Between the 1850s and the 1920s, the Charity Hospital Cemetery No. 2 served as the final resting place for thousands of indigent New Orleanians who died while receiving hospital care. In 1985, University of New Orleans and Louisiana State University archaeologists and physical anthropologists removed more than 150 burials prior to road improvements along Canal Boulevard. Bioarchaeology of this working-class population provides unique information on medical practices, health, and disease in the late nineteenth century. Examination of the skeletal remains revealed chronic conditions like arthritis, bone infections, inflammation, anemia, and bone fractures. Poor dental hygiene led to high frequencies of cavities, abscesses, and tooth loss. Due to the cemetery’s association with Charity Hospital, students and doctors often conducted post-mortem exams or used the recently deceased for surgical experimentation and practice. The remains examined from Charity Hospital Cemetery No. 2 are unique because the evidence of procedures associated with medical education are rarely observed in historical skeletal collections.

Plantations and Urbanization

While many of the historical archaeological investigations in New Orleans have focused on the earliest sites clustered around the French Quarter, archaeologists have documented several other important archaeological sites. Many of these sites are associated with the region’s growth during the nineteenth century; these include Orange Grove Plantation in Jefferson Parish and the Duplessis Plantation (discovered underneath the Maginnis Cotton Mill in the Central Business District).
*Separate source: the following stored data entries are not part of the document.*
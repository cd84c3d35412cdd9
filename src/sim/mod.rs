pub mod driver;
pub mod source;
pub mod timeline;

pub use driver::Sim;
pub use source::Source;
pub use timeline::{EventKey, EventKind, EventQueue};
Numerous other plantations sites line the Mississippi River and have been archaeologically investigated to varying degrees.

Within the city limits, archaeologists have conducted several large-scale excavations such as those in the Tremé, Holy Cross, and Lower Garden District neighborhoods. These excavations uncovered evidence of business, domestic, and institutional sites associated with the urbanization of New Orleans, when many immigrants arrived in the city during the nineteenth century. Based on the excavations at twenty-four immigrant households, Coastal Environments, Inc., recognized socioeconomic differences between the household artifacts assemblages. However, there were notable similarities among households with different ethnic backgrounds, suggesting that as second- and third-generation immigrant groups adapted to their new home, they all were becoming New Orleanians.

In the twenty-first century, New Orleans continues to change. The rebuilding of the city following Hurricane Katrina has resulted in numerous new archaeological investigations. This post-Katrina work includes projects at Jackson Barracks, the sites of the new Veteran’s Affairs and state hospitals, and several locations associated with the redevelopment of the city’s public housing. Archaeological interpretation of these sites is underway and will provide more information to refine our understanding of New Orleans’s past.